Since taking office, President Obama has spoken about the media with such regularity it seems he's added "critic in chief" to his portfolio of presidential duties. With the media so much on his mind, do his recurring references reveal a thin skin, or an I-know-better attitude? His best-known comment on the topic would seem to be the former: "I've got one television station that is entirely devoted to attacking my administration," he said in June, referring to Fox News. Yet in the main, he assumes a detached, almost professorial stance to describe the current news climate.
He's touched on the topic so many times that the A.P. recently put together a list. In the eulogy he delivered at the memorial service for Walter Cronkite in September, he praised the late anchor's "standard of honesty and integrity and responsibility, noting: "It's a standard that's a little bit harder to find today. We know that this is a difficult time for journalism. Even as appetites for news and information grow, newsrooms are closing. Despite the big stories of our era, serious journalists find themselves all too often without a beat. Just as the news cycle has shrunk, so has the bottom line."
Building on this point, he laments the rise of "instant commentary and celebrity gossip and softer stories" as well as their implications. "The public debate cheapens," he said. "The public trust falters. We fail to understand our world or one another as well as we should -- and that has real consequences in our own lives and in the life of our nation. We seem stuck with a choice between what cuts to our bottom line and what harms us as a society. Which price is higher to pay? Which cost is harder to bear?"
Though appropriately high-minded for a formal occasion, a few weeks later in his five-program blitzkrieg of Sunday public-affair programs he used the media to talk (among other things) about the media and what he sees as some of their problems.

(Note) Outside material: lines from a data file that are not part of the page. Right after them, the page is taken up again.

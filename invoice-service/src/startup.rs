use crate::config::{InvoiceConfig, StoreBackend};
use crate::handlers;
use crate::services::{MemoryStore, MongoStore, RecordStore};
use axum::{
    routing::{get, post, put},
    Router,
};
use service_core::error::AppError;
use std::future::IntoFuture;
use std::net::SocketAddr;
use std::sync::Arc;
use tokio::net::TcpListener;
use tower_http::cors::CorsLayer;
use tower_http::trace::TraceLayer;

#[derive(Clone)]
pub struct AppState {
    pub config: InvoiceConfig,
    pub store: Arc<dyn RecordStore>,
}

pub struct Application {
    port: u16,
    server: Box<dyn std::future::Future<Output = std::io::Result<()>> + Send + Unpin>,
}

impl Application {
    pub async fn build(config: InvoiceConfig) -> Result<Self, AppError> {
        let store: Arc<dyn RecordStore> = match config.store.backend {
            StoreBackend::Mongodb => {
                let uri = config.store.mongodb_uri.clone().ok_or_else(|| {
                    AppError::ConfigError(anyhow::anyhow!(
                        "MONGODB_URI is required for the mongodb store backend"
                    ))
                })?;
                let store = MongoStore::connect(&uri, &config.store.mongodb_database)
                    .await
                    .map_err(|e| {
                        tracing::error!("Failed to connect to MongoDB: {}", e);
                        e
                    })?;
                store.initialize_indexes().await.map_err(|e| {
                    tracing::error!("Failed to initialize database indexes: {}", e);
                    e
                })?;
                Arc::new(store)
            }
            StoreBackend::Memory => {
                tracing::info!("Using in-memory record store");
                Arc::new(MemoryStore::new())
            }
        };

        let state = AppState {
            config: config.clone(),
            store,
        };

        let app = Router::new()
            .route("/api/health", get(handlers::health_check))
            .route(
                "/api/company-settings",
                get(handlers::get_settings).post(handlers::save_settings),
            )
            .route(
                "/api/customers",
                get(handlers::list_customers).post(handlers::create_customer),
            )
            .route(
                "/api/customers/:id",
                get(handlers::get_customer)
                    .put(handlers::update_customer)
                    .delete(handlers::delete_customer),
            )
            .route(
                "/api/invoices",
                get(handlers::list_invoices).post(handlers::create_invoice),
            )
            .route(
                "/api/invoices/:id",
                get(handlers::get_invoice)
                    .put(handlers::update_invoice)
                    .delete(handlers::delete_invoice),
            )
            .route("/api/invoices/:id/status", put(handlers::update_invoice_status))
            .route("/api/invoices/:id/pdf", get(handlers::download_invoice_pdf))
            .route("/api/payments", post(handlers::record_payment))
            .route(
                "/api/payments/invoice/:invoice_id",
                get(handlers::list_invoice_payments),
            )
            .route("/api/dashboard/stats", get(handlers::dashboard_stats))
            .route(
                "/api/dashboard/recent-invoices",
                get(handlers::recent_invoices),
            )
            .route("/api/search/customers", get(handlers::search_customers))
            .route("/api/search/invoices", get(handlers::search_invoices))
            .layer(TraceLayer::new_for_http())
            .layer(CorsLayer::permissive())
            .with_state(state);

        let addr = SocketAddr::from(([0, 0, 0, 0], config.common.port));
        let listener = TcpListener::bind(addr).await.map_err(|e| {
            tracing::error!("Failed to bind TCP listener to {}: {}", addr, e);
            AppError::from(e)
        })?;
        let port = listener.local_addr()?.port();

        tracing::info!("Listening on {}", port);

        let server = axum::serve(listener, app);

        Ok(Self {
            port,
            server: Box::new(server.into_future()),
        })
    }

    pub fn port(&self) -> u16 {
        self.port
    }

    pub async fn run_until_stopped(self) -> std::io::Result<()> {
        self.server.await
    }
}
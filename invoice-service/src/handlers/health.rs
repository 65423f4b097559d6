use crate::startup::AppState;
use axum::{extract::State, response::IntoResponse, Json};
use serde_json::json;
use service_core::error::AppError;

pub async fn health_check(State(state): State<AppState>) -> Result<impl IntoResponse, AppError> {
    state.store.health_check().await?;

    Ok(Json(json!({
        "status": "ok",
        "service": "invoice-service",
        "version": env!("CARGO_PKG_VERSION")
    })))
}
use crate::models::{Invoice, InvoiceStatus};
use chrono::NaiveDate;
use rust_decimal::Decimal;
use serde::Serialize;

/// Aggregate snapshot for the dashboard. `total_revenue` counts only
/// invoices a business would recognize: paid, sent (pending), and overdue.
/// Draft and cancelled never contribute.
#[derive(Debug, Serialize)]
pub struct DashboardStats {
    pub total_customers: u64,
    pub total_invoices: u64,
    pub total_revenue: Decimal,
    pub pending_amount: Decimal,
    pub overdue_amount: Decimal,
    pub paid_amount: Decimal,
    pub draft_invoices: u64,
    pub sent_invoices: u64,
    pub paid_invoices: u64,
    pub overdue_invoices: u64,
}

#[derive(Debug, Serialize)]
pub struct RecentInvoice {
    pub id: String,
    pub invoice_number: String,
    pub customer_name: String,
    pub total_amount: Decimal,
    pub status: InvoiceStatus,
    pub due_date: NaiveDate,
    pub created_at: String,
}

impl RecentInvoice {
    pub fn from_invoice(invoice: Invoice, customer_name: String) -> Self {
        Self {
            id: invoice.invoice_id,
            invoice_number: invoice.invoice_number,
            customer_name,
            total_amount: invoice.total_amount.unwrap_or(Decimal::ZERO),
            status: invoice.status,
            due_date: invoice.due_date,
            created_at: invoice.created_at.to_rfc3339(),
        }
    }
}
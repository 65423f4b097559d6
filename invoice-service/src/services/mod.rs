pub mod database;
pub mod memory;
pub mod store;
pub mod totals;

pub use database::MongoStore;
pub use memory::MemoryStore;
pub use store::RecordStore;
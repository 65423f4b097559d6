mod customers;
mod dashboard;
mod invoices;
mod payments;
mod settings;

pub use customers::{CustomerPayload, CustomerResponse};
pub use dashboard::{DashboardStats, RecentInvoice};
pub use invoices::{
    InvoicePayload, InvoiceResponse, LineItemPayload, SearchParams, StatusPayload,
};
pub use payments::{PaymentPayload, PaymentResponse};
pub use settings::{SettingsPayload, SettingsResponse};
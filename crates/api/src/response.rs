//! Shared response envelope types for API handlers.
//!
//! Successful responses use a `{ "data": ... }` envelope. Errors are shaped
//! by [`AppError`](crate::error::AppError).

use serde::Serialize;

/// Standard `{ "data": T }` response envelope.
#[derive(Debug, Serialize)]
pub struct DataResponse<T: Serialize> {
    pub data: T,
}
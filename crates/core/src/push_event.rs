//! The subset of a GitHub push payload the agent reads.
//!
//! Only `repository.ssh_url` is used for matching; the remaining fields are
//! kept for log context. Unknown fields are ignored and missing ones default
//! to empty so that pings and trimmed payloads still parse.

use serde::Deserialize;

#[derive(Debug, Clone, Default, Deserialize)]
#[serde(default)]
pub struct PushEvent {
    #[serde(rename = "ref")]
    pub git_ref: String,
    pub before: String,
    pub after: String,
    pub repository: Repository,
    pub pusher: Pusher,
}

#[derive(Debug, Clone, Default, Deserialize)]
#[serde(default)]
pub struct Repository {
    pub name: String,
    pub full_name: String,
    pub ssh_url: String,
    pub clone_url: String,
}

#[derive(Debug, Clone, Default, Deserialize)]
#[serde(default)]
pub struct Pusher {
    pub name: String,
    pub email: String,
}

impl PushEvent {
    /// Parse a raw JSON request body.
    pub fn parse(body: &[u8]) -> Result<Self, serde_json::Error> {
        serde_json::from_slice(body)
    }

    /// The repository SSH URL used as the registry matching key.
    pub fn ssh_url(&self) -> &str {
        &self.repository.ssh_url
    }
}

#[cfg(test)]
mod tests {
    use super::*;

    #[test]
    fn parses_push_payload() {
        let body = br#"{
            "ref": "refs/heads/master",
            "before": "69b3f38550378518a4d79983f9a8d041aa6c458e",
            "after": "5979ddf50f80eece2af7ccaca21fcb776cbade3b",
            "repository": {
                "id": 215826756,
                "name": "hooktail",
                "full_name": "klipitkas/hooktail",
                "private": false,
                "owner": {"login": "klipitkas", "id": 3259834},
                "ssh_url": "git@github.com:klipitkas/hooktail.git",
                "clone_url": "https://github.com/klipitkas/hooktail.git",
                "homepage": null,
                "license": {"key": "unlicense"}
            },
            "pusher": {"name": "klipitkas", "email": "klipitkas@users.noreply.github.com"},
            "commits": [],
            "forced": false
        }"#;
        let event = PushEvent::parse(body).expect("valid payload");
        assert_eq!(event.ssh_url(), "git@github.com:klipitkas/hooktail.git");
        assert_eq!(event.git_ref, "refs/heads/master");
        assert_eq!(event.repository.full_name, "klipitkas/hooktail");
        assert_eq!(event.pusher.name, "klipitkas");
    }

    #[test]
    fn missing_repository_defaults_to_empty_url() {
        let event = PushEvent::parse(br#"{"zen":"Keep it logically awesome."}"#).expect("json object");
        assert_eq!(event.ssh_url(), "");
    }

    #[test]
    fn non_json_body_fails() {
        assert!(PushEvent::parse(b"this is a non json request").is_err());
    }
}
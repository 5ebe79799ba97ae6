//! Spawn, capture and wait.
//!
//! [`run_command`] is shared by every [`CommandRunner`](super::CommandRunner)
//! implementation that shells out. The caller configures program, arguments,
//! working directory and credentials; this module wires up the pipes,
//! collects stdout and stderr into one buffer, and enforces the optional
//! timeout.

use std::process::Stdio;
use std::sync::{Arc, Mutex, PoisonError};
use std::time::{Duration, Instant};

use tokio::io::{AsyncRead, AsyncReadExt};
use tokio::process::Command;
use tokio::task::JoinHandle;

use super::executor::{CommandOutput, ExecError};

/// Maximum combined output kept per command (10 MiB). Anything beyond is
/// read and discarded so the child never blocks on a full pipe.
const MAX_OUTPUT_BYTES: usize = 10 * 1024 * 1024;

/// How long to keep reading after the child exits. Background processes
/// started by a hook script can hold the pipes open indefinitely.
const OUTPUT_DRAIN_GRACE: Duration = Duration::from_secs(5);

type SharedBuffer = Arc<Mutex<Vec<u8>>>;

/// Spawn `cmd`, capture its combined output and wait for it to exit.
///
/// `command` is the human-readable command line used in errors. With a
/// `timeout`, the child is killed once it elapses.
pub async fn run_command(
    cmd: &mut Command,
    command: &str,
    timeout: Option<Duration>,
) -> Result<CommandOutput, ExecError> {
    cmd.stdin(Stdio::null())
        .stdout(Stdio::piped())
        .stderr(Stdio::piped())
        .kill_on_drop(true);

    let start = Instant::now();

    let mut child = cmd.spawn().map_err(|source| ExecError::Spawn {
        command: command.to_string(),
        source,
    })?;

    let buffer: SharedBuffer = Arc::default();
    let pumps = [
        tokio::spawn(pump(child.stdout.take(), Arc::clone(&buffer))),
        tokio::spawn(pump(child.stderr.take(), Arc::clone(&buffer))),
    ];

    let waited = match timeout {
        Some(limit) => tokio::time::timeout(limit, child.wait()).await.ok(),
        None => Some(child.wait().await),
    };

    let Some(waited) = waited else {
        let _ = child.kill().await;
        drain(pumps).await;
        return Err(ExecError::Timeout {
            command: command.to_string(),
            elapsed_ms: elapsed_ms(start),
            output: take_output(&buffer),
        });
    };

    drain(pumps).await;
    let output = take_output(&buffer);

    let status = waited.map_err(|source| ExecError::Wait {
        command: command.to_string(),
        source,
        output: output.clone(),
    })?;

    if !status.success() {
        return Err(ExecError::Failed {
            command: command.to_string(),
            exit_code: status.code(),
            output,
        });
    }

    Ok(CommandOutput {
        output,
        exit_code: status.code().unwrap_or(0),
        duration_ms: elapsed_ms(start),
    })
}

/// Copy a child stream into the shared buffer until EOF.
async fn pump<R: AsyncRead + Unpin>(stream: Option<R>, buffer: SharedBuffer) {
    let Some(mut stream) = stream else {
        return;
    };
    let mut chunk = [0u8; 8192];
    loop {
        match stream.read(&mut chunk).await {
            Ok(0) | Err(_) => break,
            Ok(n) => {
                let mut buf = buffer.lock().unwrap_or_else(PoisonError::into_inner);
                let room = MAX_OUTPUT_BYTES.saturating_sub(buf.len());
                buf.extend_from_slice(&chunk[..n.min(room)]);
            }
        }
    }
}

/// Wait for both pumps, giving up after [`OUTPUT_DRAIN_GRACE`].
async fn drain(pumps: [JoinHandle<()>; 2]) {
    for pump in pumps {
        let abort = pump.abort_handle();
        if tokio::time::timeout(OUTPUT_DRAIN_GRACE, pump).await.is_err() {
            abort.abort();
        }
    }
}

fn take_output(buffer: &SharedBuffer) -> String {
    let buf = buffer.lock().unwrap_or_else(PoisonError::into_inner);
    String::from_utf8_lossy(&buf).into_owned()
}

fn elapsed_ms(start: Instant) -> u64 {
    start.elapsed().as_millis() as u64
}
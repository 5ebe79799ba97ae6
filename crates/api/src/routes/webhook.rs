//! Route definitions for webhook ingress.
//!
//! ```text
//! POST /    receive_push
//! ```

use axum::extract::DefaultBodyLimit;
use axum::routing::post;
use axum::Router;

use crate::handlers::webhook;
use crate::state::AppState;

/// GitHub caps delivery payloads at 25 MB.
pub const MAX_PAYLOAD_BYTES: usize = 25 * 1024 * 1024;

pub fn router() -> Router<AppState> {
    Router::new()
        .route("/", post(webhook::receive_push))
        .layer(DefaultBodyLimit::max(MAX_PAYLOAD_BYTES))
}
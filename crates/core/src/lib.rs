//! Domain building blocks for the hooktail deployment agent.
//!
//! Everything here is free of HTTP concerns: deployment targets and their
//! pre-flight checks, the push payload, target lookup, signature
//! verification and privileged command execution.

pub mod error;
pub mod exec;
pub mod push_event;
pub mod registry;
pub mod signature;
pub mod target;
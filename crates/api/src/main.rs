use std::path::PathBuf;
use std::sync::Arc;
use std::time::Duration;

use anyhow::Context;
use clap::Parser;
use hooktail_api::config::Settings;
use hooktail_api::router::build_app_router;
use hooktail_api::state::AppState;
use hooktail_api::{logging, server};
use hooktail_core::exec::PrivilegedExecutor;
use hooktail_pipeline::{DeploymentLauncher, DeploymentPipeline, LaunchMode};

/// How long in-flight deployments may keep running after the server stops.
const DEPLOYMENT_DRAIN: Duration = Duration::from_secs(30);

/// Receive GitHub push webhooks and deploy the matching working copy.
#[derive(Debug, Parser)]
#[command(name = "hooktail", version, about)]
struct Cli {
    /// Path to the YAML configuration file.
    #[arg(short, long, env = "HOOKTAIL_CONFIG", default_value = "config.yml")]
    config: PathBuf,
}

#[tokio::main]
async fn main() -> anyhow::Result<()> {
    dotenvy::dotenv().ok();
    let cli = Cli::parse();

    // --- Configuration ---
    let settings = Settings::load(&cli.config)
        .with_context(|| format!("load configuration from {}", cli.config.display()))?;

    // --- Tracing ---
    logging::init(settings.log_format, settings.log_file.as_deref())?;
    settings.log_summary();

    // --- Deployment pipeline ---
    let runner = Arc::new(PrivilegedExecutor::new().with_timeout(settings.command_timeout));
    let pipeline = Arc::new(DeploymentPipeline::new(runner));
    let launcher = Arc::new(DeploymentLauncher::new(pipeline, LaunchMode::Background));

    // --- Router ---
    let state = AppState::new(settings, Arc::clone(&launcher));
    let settings = Arc::clone(&state.settings);
    let app = build_app_router(state);

    // --- Start server ---
    server::serve(app, &settings).await?;

    // --- Post-shutdown cleanup ---
    tracing::info!("Server stopped accepting connections");
    if launcher.shutdown(DEPLOYMENT_DRAIN).await {
        tracing::info!("Graceful shutdown complete");
    } else {
        tracing::warn!(
            in_flight = launcher.in_flight(),
            "Deployments still running at shutdown were abandoned",
        );
    }
    Ok(())
}
//! Webhook payload signature verification (HMAC-SHA1).
//!
//! GitHub signs each delivery with the hook secret and sends the digest in
//! the `X-Hub-Signature` header as `sha1=<hex>`. The digest must be
//! recomputed over the exact bytes received.

use hmac::{Hmac, Mac};
use sha1::Sha1;
use subtle::ConstantTimeEq;

/// Header carrying the algorithm-prefixed payload digest.
pub const SIGNATURE_HEADER: &str = "X-Hub-Signature";

/// Algorithm tag in front of the hex digest.
pub const SIGNATURE_PREFIX: &str = "sha1=";

type HmacSha1 = Hmac<Sha1>;

/// Compute the lowercase hex HMAC-SHA1 of `payload` keyed by `secret`.
pub fn compute_hmac_sha1(secret: &str, payload: &[u8]) -> String {
    let mut mac = HmacSha1::new_from_slice(secret.as_bytes()).expect("HMAC accepts any key length");
    mac.update(payload);
    hex::encode(mac.finalize().into_bytes())
}

/// Verify `presented_hex` against the digest of `raw_body`.
///
/// `presented_hex` must already be stripped of its `sha1=` prefix and
/// lower-cased (see [`normalize_signature`]). The comparison runs in
/// constant time over the hex strings; a length mismatch is a plain `false`.
pub fn verify(secret: &str, raw_body: &[u8], presented_hex: &str) -> bool {
    let computed = compute_hmac_sha1(secret, raw_body);
    computed.as_bytes().ct_eq(presented_hex.as_bytes()).into()
}

/// Strip the algorithm prefix and lower-case a raw header value.
pub fn normalize_signature(header_value: &str) -> String {
    let value = header_value.trim();
    let hex = value
        .get(..SIGNATURE_PREFIX.len())
        .filter(|tag| tag.eq_ignore_ascii_case(SIGNATURE_PREFIX))
        .map_or(value, |_| &value[SIGNATURE_PREFIX.len()..]);
    hex.to_ascii_lowercase()
}
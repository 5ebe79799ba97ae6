use axum::{routing::get, Json, Router};
use serde::Serialize;

use crate::state::AppState;

/// Health check response payload.
#[derive(Serialize)]
pub struct HealthResponse {
    pub status: &'static str,
    /// Crate version from Cargo.toml.
    pub version: &'static str,
}

/// GET /health -- liveness check; does not touch any deployment target.
async fn health_check() -> Json<HealthResponse> {
    Json(HealthResponse {
        status: "ok",
        version: env!("CARGO_PKG_VERSION"),
    })
}

pub fn router() -> Router<AppState> {
    Router::new().route("/health", get(health_check))
}
use hooktail_core::error::CoreError;
use hooktail_core::exec::ExecError;

/// Why a stage failed.
#[derive(Debug, thiserror::Error)]
pub enum PipelineError {
    #[error("{0}")]
    Validation(String),

    #[error(transparent)]
    Execution(#[from] ExecError),
}

impl From<CoreError> for PipelineError {
    fn from(err: CoreError) -> Self {
        match err {
            CoreError::Validation(msg) => Self::Validation(msg),
            other => Self::Validation(other.to_string()),
        }
    }
}

impl PipelineError {
    /// Captured command output or the validation message, for the outcome log.
    pub fn detail(&self) -> String {
        match self {
            Self::Validation(msg) => msg.clone(),
            Self::Execution(err) if err.output().is_empty() => err.to_string(),
            Self::Execution(err) => err.output().to_string(),
        }
    }
}
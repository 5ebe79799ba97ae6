//! Test double for [`CommandRunner`].

use std::sync::{Arc, Mutex};
use std::time::Duration;

use async_trait::async_trait;
use hooktail_core::exec::{CommandOutput, CommandRunner, CommandSpec, ExecError};
use tokio::sync::Semaphore;

type FailWhen = Box<dyn Fn(&CommandSpec) -> bool + Send + Sync>;

/// Records every command instead of running it.
///
/// Commands succeed with empty output unless they match the failure
/// predicate, in which case they fail with exit code 1.
#[derive(Default)]
pub struct RecordingRunner {
    calls: Mutex<Vec<CommandSpec>>,
    fail_when: Option<FailWhen>,
    latency: Option<Duration>,
    gate: Option<Arc<Semaphore>>,
}

impl RecordingRunner {
    pub fn new() -> Self {
        Self::default()
    }

    /// Fail every command for which `predicate` returns true.
    pub fn failing_when(predicate: impl Fn(&CommandSpec) -> bool + Send + Sync + 'static) -> Self {
        Self {
            fail_when: Some(Box::new(predicate)),
            ..Self::default()
        }
    }

    /// Sleep for `latency` before recording each command.
    pub fn with_latency(mut self, latency: Duration) -> Self {
        self.latency = Some(latency);
        self
    }

    /// Take one permit from `gate` before each command. Commands stall until
    /// the test adds permits.
    pub fn with_gate(mut self, gate: Arc<Semaphore>) -> Self {
        self.gate = Some(gate);
        self
    }

    pub fn calls(&self) -> Vec<CommandSpec> {
        self.calls.lock().map(|c| c.clone()).unwrap_or_default()
    }

    pub fn call_count(&self) -> usize {
        self.calls.lock().map(|c| c.len()).unwrap_or_default()
    }

    /// Each recorded call rendered as a command line.
    pub fn command_lines(&self) -> Vec<String> {
        self.calls().iter().map(ToString::to_string).collect()
    }
}

#[async_trait]
impl CommandRunner for RecordingRunner {
    async fn run(&self, spec: CommandSpec) -> Result<CommandOutput, ExecError> {
        if let Some(gate) = &self.gate {
            if let Ok(permit) = gate.acquire().await {
                permit.forget();
            }
        }
        if let Some(latency) = self.latency {
            tokio::time::sleep(latency).await;
        }
        if let Ok(mut calls) = self.calls.lock() {
            calls.push(spec.clone());
        }
        if self.fail_when.as_ref().is_some_and(|fail| fail(&spec)) {
            return Err(ExecError::Failed {
                command: spec.to_string(),
                exit_code: Some(1),
                output: format!("{} failed", spec.program),
            });
        }
        Ok(CommandOutput {
            output: format!("ran {spec}\n"),
            exit_code: 0,
            duration_ms: 0,
        })
    }
}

On ABC's "This Week," he told George Stephanopoulos: "Sometimes I think that, frankly, the media encourages some of the outliers in behavior, because, let's face it, the easiest way to get on television right now is to be really rude. If you're just being sensible and giving people the benefit of the doubt and you're making your arguments, you don't get time on the nightly news."
On NBC's "Meet the Press," after telling David Gregory that the subject of race is "catnip to the media," he expanded his argument: "Unfortunately, we've got a 24-hour news cycle where what gets you on the news is controversy. What gets you on the news is the extreme statement. The easiest way to get 15 minutes on the news, or your 15 minutes of fame, is to be rude. And that's something that I think has to change. And it starts with me. And I've tried to make sure that I've sent a clear signal. And I've tried to maintain an approach that says, look, we can have some serious disagreements but, at the end of the day, I'm assuming that you want the best for America just like I do."
On CBS's "Face the Nation," Bob Schieffer was on the receiving end of a similar disquisition: "I do think part of what's different today is that the 24-hour news cycle and cable television and blogs and all this, they focus on the most extreme elements on both sides. They can't get enough of conflict, it's catnip to the media right now. And so the easiest way to get 15 minutes of fame is to be rude to somebody. In that environment I think it makes it more difficult for us to solve the problems that the American people sent us here to solve."
In each instance, Obama is more descriptive than combative -- the way it is in the message world of today. It's somewhat self-serving, but instructional at the same time.
That's what makes the more-heat-than-light battle with Fox so curious. Indeed, Obama tried to downplay the contretemps in a recent interview with NBC. Pressed for his opinion on the conflict, he stated, "What our advisers have simply said is that we are going to take media as it comes, and if media is operating basically as a talk-radio format, then that's one thing, and if it's operating as a news outlet, then that's another. But it's not something I'm losing a lot of sleep over."
But a larger series of questions remain unanswered. Was it pique or policy? Is the White House assuming the role of the tough cop as opposed to Obama's above-the-fray position? Will the administration's approach extend to other less-than-friendly outlets? Down the road might the president engage in verbal fisticuffs of his own -- and with what effect?
The self-appointed critic-in-chief could find that this is a war his presidency doesn't need to fight -- and really can't win. With the media in a constant battle for audience, a contest with the White House or the president brings a news outlet into the spotlight of attention in a can't-lose manner. Talk about catnip.
Robert Schmuhl is Walter H. Annenberg-Edmund P. Joyce Chair of American Studies and Journalism at the University of Notre Dame, where he directs the John W. Gallivan Program in Journalism, Ethics & Democracy.